Eli Reed was born in the US and studied pictorial illustration at the Newark School of Fine and Industrial Arts, graduating in 1969. In 1982 he was a Nieman Fellow at Harvard University. At Harvard's Kennedy School of Government, he studied political science, urban affairs, and the prospects for peace in Central America.
Reed began photographing as a freelancer in 1970. His work from El Salvador, Guatemala and other Central American countries attracted the attention of Magnum in 1982. He was nominated to the agency the following summer, and became a full member in 1988.
In the same year Reed photographed the effects of poverty on America's children for a film documentary called Poorest in the Land of Plenty, narrated by Maya Angelou.
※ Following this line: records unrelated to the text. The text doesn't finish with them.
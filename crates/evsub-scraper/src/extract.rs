//! Region + trim → won amount, with layered label fallback.

use serde::Serialize;

use crate::aliases::{aliases_for, fallback_aliases_for};
use crate::locator::{locate_label, locate_window};
use crate::money::parse_won;
use crate::normalize::normalize;

/// Why an extraction produced no amount.
#[derive(Debug, Clone, Copy, PartialEq, Eq, Serialize)]
#[serde(rename_all = "SCREAMING_SNAKE_CASE")]
pub enum NotFoundReason {
    RegionNotFound,
    TrimOrMoneyNotFound,
    /// The trim code has neither exact labels nor a model-family prefix.
    UnknownTrim,
}

impl NotFoundReason {
    #[must_use]
    pub fn as_str(self) -> &'static str {
        match self {
            NotFoundReason::RegionNotFound => "REGION_NOT_FOUND",
            NotFoundReason::TrimOrMoneyNotFound => "TRIM_OR_MONEY_NOT_FOUND",
            NotFoundReason::UnknownTrim => "UNKNOWN_TRIM",
        }
    }
}

impl std::fmt::Display for NotFoundReason {
    fn fmt(&self, f: &mut std::fmt::Formatter<'_>) -> std::fmt::Result {
        f.write_str(self.as_str())
    }
}

/// Which label set produced a match.
#[derive(Debug, Clone, Copy, PartialEq, Eq)]
pub enum MatchTier {
    /// An exact-trim label.
    Alias,
    /// A model-family label; less precise than [`MatchTier::Alias`].
    Fallback,
}

impl MatchTier {
    fn prefix(self) -> &'static str {
        match self {
            MatchTier::Alias => "alias",
            MatchTier::Fallback => "fallback",
        }
    }
}

/// Record of the label that located the amount, rendered as
/// `alias:<label>` or `fallback:<label>`.
#[derive(Debug, Clone, PartialEq, Eq)]
pub struct Provenance {
    pub tier: MatchTier,
    pub label: String,
}

impl std::fmt::Display for Provenance {
    fn fmt(&self, f: &mut std::fmt::Formatter<'_>) -> std::fmt::Result {
        write!(f, "{}:{}", self.tier.prefix(), self.label)
    }
}

#[derive(Debug, Clone, PartialEq, Eq)]
pub enum ExtractionResult {
    Found {
        amount_won: u64,
        provenance: Provenance,
    },
    NotFound {
        reason: NotFoundReason,
    },
}

struct MatchStage {
    tier: MatchTier,
    labels: &'static [&'static str],
}

/// Ordered matcher stages for `trim`: exact-trim labels, then model labels.
fn stages_for(trim: &str) -> [MatchStage; 2] {
    [
        MatchStage {
            tier: MatchTier::Alias,
            labels: aliases_for(trim),
        },
        MatchStage {
            tier: MatchTier::Fallback,
            labels: fallback_aliases_for(trim),
        },
    ]
}

/// Extracts the subsidy for `region` and `trim` from page text.
///
/// The region window is located first; inside it each stage's labels are
/// tried in order, and the first label whose window parses to an amount
/// wins. An exact-trim match is never displaced by a model-level one.
///
/// Pure: the same inputs always give the same result.
#[must_use]
pub fn extract(page: &str, region: &str, trim: &str) -> ExtractionResult {
    let region = normalize(region);
    let region_window = match locate_window(page, &region) {
        Ok(window) => window,
        Err(reason) => return ExtractionResult::NotFound { reason },
    };

    let stages = stages_for(trim);
    if stages.iter().all(|stage| stage.labels.is_empty()) {
        return ExtractionResult::NotFound {
            reason: NotFoundReason::UnknownTrim,
        };
    }

    let found = stages.iter().find_map(|stage| {
        stage.labels.iter().find_map(|label| {
            let window = locate_label(region_window, label)?;
            let amount_won = parse_won(window)?;
            Some(ExtractionResult::Found {
                amount_won,
                provenance: Provenance {
                    tier: stage.tier,
                    label: (*label).to_string(),
                },
            })
        })
    });

    found.unwrap_or_else(|| {
        tracing::debug!(%region, trim, "no label window in region produced an amount");
        ExtractionResult::NotFound {
            reason: NotFoundReason::TrimOrMoneyNotFound,
        }
    })
}

#[cfg(test)]
#[path = "extract_test.rs"]
mod tests;
//! Won amount parsing from short windows of Korean subsidy text.
//!
//! Rules are tried in order and the first one that yields a value wins. The
//! list is data, so a new idiom is one more entry in [`RULES`].

use std::sync::LazyLock;

use regex::Regex;

/// Multiplier for the "만원" (ten-thousand won) unit.
const MAN_WON: u64 = 10_000;

/// Bare "원" amounts at or below this are treated as noise (counts,
/// percentages, fees) rather than a subsidy total.
const MIN_BARE_WON: u64 = 100_000;

struct MoneyRule {
    name: &'static str,
    pattern: &'static LazyLock<Regex>,
    multiplier: u64,
    /// Value must be strictly greater than this to count.
    floor: Option<u64>,
}

static TOTAL_MAN_WON: LazyLock<Regex> = LazyLock::new(|| {
    Regex::new(r"총\s*보조금\s*([0-9,]+)\s*만원").expect("valid total subsidy regex")
});

static BARE_WON: LazyLock<Regex> =
    LazyLock::new(|| Regex::new(r"([0-9,]+)\s*원").expect("valid won regex"));

static BARE_MAN_WON: LazyLock<Regex> =
    LazyLock::new(|| Regex::new(r"([0-9,]+)\s*만원").expect("valid man-won regex"));

static RULES: [MoneyRule; 3] = [
    MoneyRule {
        name: "total_man_won",
        pattern: &TOTAL_MAN_WON,
        multiplier: MAN_WON,
        floor: None,
    },
    MoneyRule {
        name: "bare_won",
        pattern: &BARE_WON,
        multiplier: 1,
        floor: Some(MIN_BARE_WON),
    },
    MoneyRule {
        name: "bare_man_won",
        pattern: &BARE_MAN_WON,
        multiplier: MAN_WON,
        floor: None,
    },
];

impl MoneyRule {
    /// Only the first occurrence of the pattern is considered.
    fn apply(&self, window: &str) -> Option<u64> {
        let caps = self.pattern.captures(window)?;
        let value = parse_grouped_digits(caps.get(1)?.as_str())?.checked_mul(self.multiplier)?;
        match self.floor {
            Some(floor) if value <= floor => None,
            _ => Some(value),
        }
    }
}

/// Extracts a won amount from `window`, or `None` when no rule matches.
///
/// 1. `총 보조금 <N>만원` → N × 10,000
/// 2. first `<N>원`, only if N > 100,000 → N
/// 3. first `<N>만원` → N × 10,000
#[must_use]
pub fn parse_won(window: &str) -> Option<u64> {
    RULES.iter().find_map(|rule| {
        let value = rule.apply(window)?;
        tracing::trace!(rule = rule.name, value, "money rule matched");
        Some(value)
    })
}

/// Parses a comma-grouped integer such as `"3,360,000"`.
fn parse_grouped_digits(raw: &str) -> Option<u64> {
    let digits: String = raw.chars().filter(|c| *c != ',').collect();
    digits.parse::<u64>().ok()
}

#[cfg(test)]
#[path = "money_test.rs"]
mod tests;
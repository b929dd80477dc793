//! Subsidy extraction pipeline: fetch the source page, find the region and
//! trim context in its text, and read a won amount out of it.

pub mod aliases;
pub mod client;
pub mod error;
pub mod extract;
pub mod locator;
pub mod money;
pub mod normalize;

pub use aliases::{aliases_for, fallback_aliases_for};
pub use client::SubsidyPageClient;
pub use error::FetchError;
pub use extract::{extract, ExtractionResult, MatchTier, NotFoundReason, Provenance};
pub use money::parse_won;
pub use normalize::normalize;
He went on to work as a stills and specials photographer for major motion pictures. His video documentary Getting Out was shown at the New York Film Festival in 1993 and honored by the 1996 Black Film-makers Hall of Fame International Film and Video Competition in the documentary category.
Reed's special reports include a long-term study on Beirut (1983-87), which became his first, highly acclaimed book Beirut, City of Regrets, the ousting of Baby Doc Duvalier in Haiti (1986), US military action in Panama (1989), the Walled City in Hong Kong and, perhaps most notably, his documentation of African-American experience over more than twenty years. Spanning the 1970s through the end of the 1990s, his book Black in America includes images from the Crown Heights riots and the Million Man March.
Reed has lectured and taught at the International Center of Photography, Columbia University, New York University, and Harvard University. He currently works as Clinical Professor of Photojournalism at the University of Texas in Austin.